Building a front window cover is a relatively easy project. The Unique feature of this cover is the attachment method. I realy hate the looks of snaps screwed into the side of the motorhome to hold the cover in place so I came up with a little different approach.
Selection of material is also an issue, Most people are using a solar shade material that is available from any number of sources, including some garden departments. If I was using the solar shade material I would probably purchase it from a local company called Vaughan Brothers Inc here in Portland Oregon who sells upholstery supplies and has the material in several different colors. I chose to use a totally opaque vinyl when I built mine because I did not have very usable front curtains at the time and wanted more privacy at night. If I would use one of the solar shade materials.
Building the cover itself is started by taping together paper in a flat sheet that is big enough to cover the windshield. Butcher paper or even newspaper will work. It should be taped together on the flat ground so that it simulates the flat material that will be used to build the cover.

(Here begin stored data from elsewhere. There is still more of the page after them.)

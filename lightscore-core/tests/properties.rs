//! Property tests for the range and clamping guarantees of the models.

use geo::Coord;
use lightscore_core::{
    BlockageResult, Direction, NearbyBuilding, ScoreCompositor, ScoringModel, SunPosition,
    bearing_degrees, compute_blockage, obstruction_factor,
};
use proptest::prelude::*;

fn direction() -> impl Strategy<Value = Direction> {
    prop::sample::select(Direction::ALL.to_vec())
}

fn nearby_building() -> impl Strategy<Value = NearbyBuilding> {
    (0.0..500.0_f64, 0.0..400.0_f64, -0.005..0.005_f64, -0.005..0.005_f64).prop_map(
        |(distance, height, latitude, longitude)| NearbyBuilding {
            distance,
            height,
            footprint_area: 0.0,
            latitude,
            longitude,
        },
    )
}

fn coordinate() -> impl Strategy<Value = Coord<f64>> {
    (-89.9..89.9_f64, -180.0..180.0_f64).prop_map(|(y, x)| Coord { x, y })
}

proptest! {
    #[test]
    fn obstruction_factor_stays_in_unit_interval(
        buildings in prop::collection::vec(nearby_building(), 0..40),
        floor in 1_u32..60,
    ) {
        let factor = obstruction_factor(&buildings, floor);
        prop_assert!((0.0..=1.0).contains(&factor));
    }

    #[test]
    fn blockage_stays_in_percentage_range(
        buildings in prop::collection::vec(nearby_building(), 0..40),
        elevation in -10.0..90.0_f64,
        azimuth in 0.0..360.0_f64,
        floor in 1_u32..60,
    ) {
        let sun = SunPosition { elevation, azimuth };
        let result = compute_blockage(sun, &buildings, Coord { x: 0.0, y: 0.0 }, floor);
        prop_assert!((0.0..=100.0).contains(&result.blockage_percentage));
        prop_assert_eq!(result.is_blocked, !result.blocking_buildings.is_empty());
    }

    #[test]
    fn composed_score_stays_in_range(
        elevation in -90.0..90.0_f64,
        blockage in 0.0..=100.0_f64,
        obstruction in 0.0..=1.0_f64,
        floor in 1_u32..200,
        direction in direction(),
        solar in any::<bool>(),
    ) {
        let model = if solar { ScoringModel::SolarElevation } else { ScoringModel::Static };
        let blockage = BlockageResult {
            is_blocked: blockage > 0.0,
            blockage_percentage: blockage,
            blocking_buildings: Vec::new(),
        };
        let sun = SunPosition { elevation, azimuth: 180.0 };
        let breakdown = ScoreCompositor::new(model).compose(sun, floor, direction, &blockage, obstruction);
        prop_assert!((0.0..=100.0).contains(&breakdown.final_score));
    }

    #[test]
    fn bearing_is_normalised(from in coordinate(), to in coordinate()) {
        let bearing = bearing_degrees(from, to);
        prop_assert!((0.0..360.0).contains(&bearing), "bearing {bearing} out of range");
    }

    #[test]
    fn axis_aligned_offsets_never_enter_diagonals(offset in prop::num::f64::NORMAL) {
        for direction in [Direction::NE, Direction::SE, Direction::SW, Direction::NW] {
            prop_assert!(!direction.contains(0.0, offset));
            prop_assert!(!direction.contains(offset, 0.0));
        }
    }
}
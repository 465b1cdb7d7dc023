//! The building catalog and the spatial structures built over it.
//!
//! [`BuildingCatalog`] owns the records in load order and offers a linear
//! bounding-box query. [`ProximityIndex`] is the R\*-tree used by requests,
//! and [`SharedIndex`] builds it once for concurrent callers.

use geo::{Intersects, Rect};
use thiserror::Error;

use crate::BuildingRecord;

#[cfg(feature = "serde")]
mod artefact;
mod index;
mod shared;

#[cfg(feature = "serde")]
pub use artefact::{ArtefactError, load_catalog, write_catalog};
pub use index::ProximityIndex;
pub use shared::SharedIndex;

/// Errors describing an unusable catalog.
#[derive(Debug, Clone, PartialEq, Eq, Error)]
pub enum CatalogError {
    /// The catalog holds no buildings.
    #[error("building catalog is empty")]
    Empty,
}

/// Read-only collection of every known building.
///
/// Iteration order is the load order and serves as the tie-break when two
/// buildings are equally distant from a query point.
///
/// # Examples
///
/// ```rust
/// use geo::{Coord, Rect};
/// use lightscore_core::{BuildingCatalog, BuildingRecord, HeightAttributes};
///
/// let record = BuildingRecord::new(Coord { x: 0.0, y: 0.0 }, HeightAttributes::uniform(10.0), 50.0)
///     .expect("valid record");
/// let catalog = BuildingCatalog::new(vec![record.clone()]);
/// let bbox = Rect::new(Coord { x: -1.0, y: -1.0 }, Coord { x: 1.0, y: 1.0 });
///
/// let found: Vec<_> = catalog.in_bbox(&bbox).collect();
/// assert_eq!(found, vec![&record]);
/// ```
#[derive(Debug, Clone, Default, PartialEq)]
pub struct BuildingCatalog {
    records: Vec<BuildingRecord>,
}

impl BuildingCatalog {
    /// Wrap `records`, preserving their order.
    #[must_use]
    pub const fn new(records: Vec<BuildingRecord>) -> Self {
        Self { records }
    }

    /// Number of buildings.
    #[must_use]
    pub fn len(&self) -> usize {
        self.records.len()
    }

    /// Whether the catalog holds no buildings.
    #[must_use]
    pub fn is_empty(&self) -> bool {
        self.records.is_empty()
    }

    /// Records in load order.
    #[must_use]
    pub fn records(&self) -> &[BuildingRecord] {
        &self.records
    }

    /// Iterate over records in load order.
    pub fn iter(&self) -> std::slice::Iter<'_, BuildingRecord> {
        self.records.iter()
    }

    /// Buildings whose location lies inside `bbox`, boundary included.
    ///
    /// The rectangle uses `x = longitude`, `y = latitude` and does not model
    /// regions crossing the antimeridian.
    pub fn in_bbox<'a>(
        &'a self,
        bbox: &Rect<f64>,
    ) -> impl Iterator<Item = &'a BuildingRecord> + 'a {
        let bbox = *bbox;
        self.records
            .iter()
            // `Intersects` treats boundary points as inside the rectangle.
            .filter(move |record| bbox.intersects(&record.location))
    }

    /// Fail with [`CatalogError::Empty`] when there is nothing to score against.
    pub fn require_non_empty(self) -> Result<Self, CatalogError> {
        if self.is_empty() {
            Err(CatalogError::Empty)
        } else {
            Ok(self)
        }
    }
}

impl FromIterator<BuildingRecord> for BuildingCatalog {
    fn from_iter<I: IntoIterator<Item = BuildingRecord>>(iter: I) -> Self {
        Self::new(iter.into_iter().collect())
    }
}

impl<'a> IntoIterator for &'a BuildingCatalog {
    type Item = &'a BuildingRecord;
    type IntoIter = std::slice::Iter<'a, BuildingRecord>;

    fn into_iter(self) -> Self::IntoIter {
        self.iter()
    }
}

#[cfg(test)]
mod tests {
    use super::*;
    use crate::test_support::building_at;
    use geo::Coord;
    use rstest::rstest;

    fn unit_bbox() -> Rect<f64> {
        Rect::new(Coord { x: -1.0, y: -1.0 }, Coord { x: 1.0, y: 1.0 })
    }

    #[rstest]
    fn returns_empty_when_no_buildings() {
        let catalog = BuildingCatalog::default();
        assert_eq!(catalog.in_bbox(&unit_bbox()).count(), 0);
    }

    #[rstest]
    #[case(Coord { x: -1.0, y: 0.0 })] // left edge
    #[case(Coord { x: 1.0, y: 0.0 })] // right edge
    #[case(Coord { x: 0.0, y: -1.0 })] // bottom edge
    #[case(Coord { x: 1.0, y: 1.0 })] // top-right corner
    fn includes_building_on_bbox_boundary(#[case] location: Coord<f64>) {
        let record = building_at(location.y, location.x, 10.0);
        let catalog = BuildingCatalog::new(vec![record.clone()]);
        let found: Vec<_> = catalog.in_bbox(&unit_bbox()).cloned().collect();
        assert_eq!(found, vec![record]);
    }

    #[rstest]
    #[case(Coord { x: -1.000_000_1, y: 0.0 })]
    #[case(Coord { x: 0.0, y: 1.000_000_1 })]
    fn excludes_building_just_outside_bbox(#[case] location: Coord<f64>) {
        let catalog = BuildingCatalog::new(vec![building_at(location.y, location.x, 10.0)]);
        assert_eq!(catalog.in_bbox(&unit_bbox()).count(), 0);
    }

    #[rstest]
    fn preserves_load_order() {
        let catalog: BuildingCatalog = [0.5, -0.5, 0.25]
            .into_iter()
            .map(|lat| building_at(lat, 0.0, 10.0))
            .collect();
        let lats: Vec<f64> = catalog.in_bbox(&unit_bbox()).map(|r| r.latitude()).collect();
        assert_eq!(lats, vec![0.5, -0.5, 0.25]);
    }

    #[rstest]
    fn empty_catalog_is_rejected() {
        let err = BuildingCatalog::default()
            .require_non_empty()
            .expect_err("empty catalog");
        assert_eq!(err, CatalogError::Empty);
    }
}
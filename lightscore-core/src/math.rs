//! Small numeric helpers shared by the obstruction and blockage models.

/// Round `value` to `decimals` places, half away from zero.
pub(crate) fn round_to(value: f64, decimals: i32) -> f64 {
    let factor = 10_f64.powi(decimals);
    (value * factor).round() / factor
}

/// Elevation angle, in degrees, of a point `rise` metres above the observer at
/// a horizontal `distance`.
pub(crate) fn angular_height(rise: f64, distance: f64) -> f64 {
    rise.atan2(distance).to_degrees()
}

/// Wrap an angle in degrees into `[0, 360)`.
pub(crate) fn normalise_degrees(degrees: f64) -> f64 {
    let wrapped = degrees.rem_euclid(360.0);
    // rem_euclid can return 360.0 for tiny negative inputs due to rounding.
    if wrapped >= 360.0 { 0.0 } else { wrapped }
}

#[cfg(test)]
mod tests {
    use super::*;
    use rstest::rstest;

    #[rstest]
    #[case(0.125, 2, 0.13)]
    #[case(62.549, 1, 62.5)]
    #[case(-1.25, 1, -1.3)]
    #[case(3.0, 0, 3.0)]
    fn rounds_half_away_from_zero(#[case] value: f64, #[case] decimals: i32, #[case] expected: f64) {
        assert!((round_to(value, decimals) - expected).abs() < 1e-9);
    }

    #[rstest]
    #[case(-90.0, 270.0)]
    #[case(360.0, 0.0)]
    #[case(725.0, 5.0)]
    #[case(-1e-15, 0.0)]
    fn wraps_into_half_open_circle(#[case] input: f64, #[case] expected: f64) {
        let wrapped = normalise_degrees(input);
        assert!((0.0..360.0).contains(&wrapped));
        assert!((wrapped - expected).abs() < 1e-9);
    }

    #[rstest]
    fn angular_height_of_equal_rise_and_run_is_45_degrees() {
        assert!((angular_height(10.0, 10.0) - 45.0).abs() < 1e-9);
    }
}
//! Error handling for the Stackgen CLI.
//!
//! Provides structured errors with:
//! - User-friendly messages
//! - Actionable suggestions
//! - Exit code mapping

use std::path::PathBuf;
use std::{error::Error, fmt::Write as _};

use owo_colors::OwoColorize;
use thiserror::Error;

use stackgen_core::error::StackgenError;

// Re-export so callers only need `use crate::error::*`.
pub use stackgen_core::error::ErrorCategory as CoreCategory;

/// Result type alias for CLI operations.
pub type CliResult<T> = Result<T, CliError>;

/// CLI error types.
#[derive(Debug, Error)]
pub enum CliError {
    /// Project name validation failed.
    #[error("Invalid project name '{name}': {reason}")]
    InvalidProjectName { name: String, reason: String },

    /// Project already exists.
    #[error("Project already exists at {path}")]
    ProjectExists { path: PathBuf },

    /// Operation cancelled by user.
    #[error("Operation cancelled")]
    Cancelled,

    // ── Config errors ──────────────────────────────────────────────────────
    /// A configuration file could not be read or parsed.
    #[error("Configuration error: {message}")]
    ConfigError {
        message: String,
        #[source]
        source: Option<Box<dyn std::error::Error + Send + Sync>>,
    },

    // ── Core errors ────────────────────────────────────────────────────────
    /// An error propagated from `stackgen-core`.
    ///
    /// Wrapped here so that the CLI can attach suggestions drawn from the
    /// core error's category without touching core internals.
    #[error("Scaffolding failed: {0}")]
    Core(#[from] StackgenError),

    // ── System errors ──────────────────────────────────────────────────────
    /// An I/O operation failed.
    #[error("I/O error: {message}")]
    IoError {
        message: String,
        #[source]
        source: std::io::Error,
    },
}

impl From<std::io::Error> for CliError {
    fn from(err: std::io::Error) -> Self {
        CliError::IoError {
            message: err.to_string(),
            source: err,
        }
    }
}

impl CliError {
    /// Get user-actionable suggestions for fixing this error.
    pub fn suggestions(&self) -> Vec<String> {
        match self {
            Self::InvalidProjectName { name, reason } => vec![
                format!("Project name '{}' is invalid: {}", name, reason),
                "Use alphanumeric characters, hyphens, underscores, and dots".into(),
                "Start with a letter or number".into(),
                "Examples: my-shop, blog_api, project123".into(),
            ],

            Self::ProjectExists { path } => vec![
                format!("The directory '{}' already exists", path.display()),
                "Use --force to overwrite (destructive)".into(),
                "Choose a different project name".into(),
            ],

            Self::Cancelled => vec![
                "Operation was cancelled".into(),
                "No changes were made".into(),
            ],

            Self::ConfigError { message, .. } => vec![
                format!("Configuration issue: {}", message),
                format!(
                    "Check your config file at {}",
                    crate::config::AppConfig::config_path().display()
                ),
            ],

            Self::Core(core_err) => core_err.suggestions(),

            Self::IoError { message, .. } => vec![
                format!("I/O operation failed: {}", message),
                "Check file permissions".into(),
                "Check available disk space".into(),
            ],
        }
    }

    /// Get the error category for styling and exit codes.
    pub fn category(&self) -> ErrorCategory {
        match self {
            Self::InvalidProjectName { .. } => ErrorCategory::UserError,
            Self::ProjectExists { .. } => ErrorCategory::UserError,
            Self::Cancelled => ErrorCategory::UserError,
            Self::ConfigError { .. } => ErrorCategory::Configuration,
            Self::Core(core) => match core.category() {
                CoreCategory::Validation => ErrorCategory::UserError,
                CoreCategory::Internal => ErrorCategory::Internal,
            },
            Self::IoError { .. } => ErrorCategory::Internal,
        }
    }

    /// Exit code to pass to the OS.
    ///
    /// | Category      | Code |
    /// |---------------|------|
    /// | User error    |  1   |
    /// | Internal      |  2   |
    /// | Configuration |  4   |
    pub fn exit_code(&self) -> u8 {
        match self.category() {
            ErrorCategory::UserError => 1,
            ErrorCategory::Internal => 2,
            ErrorCategory::Configuration => 4,
        }
    }

    /// Format the error for display with colors and suggestions.
    pub fn format_colored(&self, verbose: bool) -> String {
        let mut output = String::new();

        let _ = writeln!(output, "\n{} {}\n", "✗".red().bold(), "Error:".red().bold());
        let _ = writeln!(output, "  {}", self.to_string().red());

        if verbose {
            let mut source = self.source();
            while let Some(err) = source {
                let _ = writeln!(output, "\n  {} {}", "→".dimmed(), err.to_string().dimmed());
                source = err.source();
            }
        }

        let suggestions = self.suggestions();
        if !suggestions.is_empty() {
            let _ = writeln!(output, "\n{}", "Suggestions:".yellow().bold());
            for suggestion in suggestions {
                let _ = writeln!(output, "  {suggestion}");
            }
        }

        if !verbose {
            let _ = writeln!(
                output,
                "\n{} {}",
                "\u{2139}".blue(),
                "Use -v / --verbose for more details.".dimmed(),
            );
        }

        output
    }

    /// Plain-text version of [`Self::format_colored`] — no ANSI codes.
    pub fn format_plain(&self, verbose: bool) -> String {
        let mut out = String::new();
        let _ = writeln!(out, "\nError: {self}");

        if verbose {
            let mut src = std::error::Error::source(self);
            while let Some(err) = src {
                let _ = writeln!(out, "  Caused by: {err}");
                src = err.source();
            }
        }

        let suggestions = self.suggestions();
        if !suggestions.is_empty() {
            out.push_str("\nSuggestions:\n");
            for s in &suggestions {
                let _ = writeln!(out, "  {s}");
            }
        }

        if !verbose {
            out.push_str("\nUse -v / --verbose for more details.\n");
        }

        out
    }

    /// Log the error using tracing.
    pub fn log(&self) {
        match self.category() {
            ErrorCategory::UserError => tracing::warn!("User error: {}", self),
            ErrorCategory::Configuration => tracing::error!("Configuration error: {}", self),
            ErrorCategory::Internal => tracing::error!("Internal error: {}", self),
        }

        if let Some(source) = self.source() {
            tracing::debug!("Caused by: {}", source);
        }
    }
}

/// Error categories for classification.
#[derive(Debug, Clone, Copy, PartialEq, Eq)]
pub enum ErrorCategory {
    /// User input error (validation, invalid arguments, existing target).
    UserError,
    /// Configuration error.
    Configuration,
    /// Internal/system error (failed tool, filesystem fault, bug).
    Internal,
}

#[cfg(test)]
mod tests {
    use super::*;
    use std::io;

    use stackgen_core::application::ApplicationError;
    use stackgen_core::domain::DomainError;

    // ── suggestions ───────────────────────────────────────────────────────

    #[test]
    fn project_exists_suggests_force() {
        let err = CliError::ProjectExists {
            path: PathBuf::from("/tmp/test"),
        };
        assert!(err.suggestions().iter().any(|s| s.contains("--force")));
    }

    #[test]
    fn invalid_name_suggestions_non_empty() {
        let err = CliError::InvalidProjectName {
            name: ".hidden".into(),
            reason: "starts with '.'".into(),
        };
        assert!(!err.suggestions().is_empty());
    }

    // ── exit codes ────────────────────────────────────────────────────────

    #[test]
    fn exit_code_user_error() {
        let err = CliError::InvalidProjectName {
            name: "x/y".into(),
            reason: "separator".into(),
        };
        assert_eq!(err.exit_code(), 1);
        assert_eq!(CliError::Cancelled.exit_code(), 1);
    }

    #[test]
    fn exit_code_existing_target_is_user_error() {
        let core: StackgenError = ApplicationError::TargetExists {
            path: PathBuf::from("/tmp/x"),
        }
        .into();
        assert_eq!(CliError::Core(core).exit_code(), 1);
    }

    #[test]
    fn exit_code_failed_command_is_internal() {
        let core: StackgenError = ApplicationError::CommandFailed {
            command: "pnpm init".into(),
            working_dir: PathBuf::from("/tmp/x/backend"),
            exit_code: Some(1),
            output: String::new(),
        }
        .into();
        assert_eq!(CliError::Core(core).exit_code(), 2);
    }

    #[test]
    fn exit_code_invalid_name_from_core_is_user_error() {
        let core: StackgenError = DomainError::InvalidProjectName {
            name: "".into(),
            reason: "empty".into(),
        }
        .into();
        assert_eq!(CliError::Core(core).exit_code(), 1);
    }

    #[test]
    fn exit_code_configuration() {
        let err = CliError::ConfigError {
            message: "x".into(),
            source: None,
        };
        assert_eq!(err.exit_code(), 4);
    }

    #[test]
    fn exit_code_internal() {
        let err = CliError::IoError {
            message: "x".into(),
            source: io::Error::other("e"),
        };
        assert_eq!(err.exit_code(), 2);
    }

    // ── format ────────────────────────────────────────────────────────────

    #[test]
    fn format_plain_contains_error_header() {
        let err = CliError::ProjectExists {
            path: PathBuf::from("/tmp/x"),
        };
        let s = err.format_plain(false);
        assert!(s.contains("Error:"));
        assert!(s.contains("Suggestions:"));
    }

    #[test]
    fn format_plain_verbose_omits_hint() {
        let err = CliError::Cancelled;
        let s = err.format_plain(true);
        assert!(!s.contains("--verbose"));
    }
}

Once you have a sheet of paper large enough to cover the windshield tape the paper in position over the window, then using a large marker, mark the outer edge of the windshield rubber. Remove paper from motor home and lay out on the ground. One inch out from the line traced on the paper mark a parallel line to allow for a hem around the edge of the cover. Now cut along this outer line to make the pattern.
Now prepare the cover material, in my case it was not wide enough for the pattern to lay on it and I had to seam a piece to one end to create a large enough piece . Now lay out the pattern on the cover material and tape it down. Cut around the pattern. Turn over the 1" edge and sew it flat. This will leave a multiple layer area in each corner that will be a naturally reinforced area for attaching the fasteners.
At this point you have created the typical cover ready to have snaps installed around the edge. But wait a minute, remember what I said about not liking those ugly snaps? This is where I have a little unique solution but it is only good for those of you that have a rain gutters (some early GMC's do not have a rain gutter).
Drill small holes in the bottom of the rain gutter at the front edge.
Using a small diameter of stainless welding rod (1/16") fashion a hook which is then crimped onto the top corners of the shade. Length of the hook is adjusted so that when hooked in the holes of the rain gutter the shade is stretched around the front of the motorhome and naturally lies in the right position.
At the bottom corners of the cover punch two small holes and attach a piece of line, although a better choice might be to sew on a piece of narrow nylon strap, in either case the length should be about xx" long with a loop at the end.
Next using the same stainless steel welding rod create 2 hooks that are about 12" long with a sharp hook on one end and an eye on the other end.
Then create a large rubber band using shock cord that is about xx" long before stretching, I used 3/16" shock cord and hog rings to hold it together. This rubber band connects the long hook to the end of the line
Installing the shad on the motorhome.
Hook one of the upper corners in the rain gutter on one side. Stretch cover around the front of the motorhome and hook the other corner to the rain gutter.
Using the long end of the lower corner hook reach under the motorhome and hook it on the frame in back of a cross member which is about 43" in back of the back of the front fender well. Hooking in back of the frame member will keep it from sliding forward and keep the cover stretched tight. The first time you do this it might seem a little difficult but it soon become easy to reach under and hit the right spot without looking.
Lift the wiper blades out from under the cover and place on top of the cover to help hold it down. You might also consider making some sleeves out of the same shade material to pull over the wiper blades to keep the sun off them which will make them last a lot longer.
Not sure how much wind this attachment process will handle though it has stayed in place during some pretty good storms down on the Arizona desert. I prefer not to leave any cover in place in high winds because any dirt that gets behind it will act like sand paper as the cover is whipped by the wind and might scratch either the window or paint.
The most serious flaw to this system is having to deal with those lines with the hooks on the ends. If they get out of the role when in storage they hook on everything. This problem could be solved with a storage bag.
hooking it to the rain gutter is probably a little stretch for most people and will require the use of a stool. My 6' 5" height allows me to do this from the ground.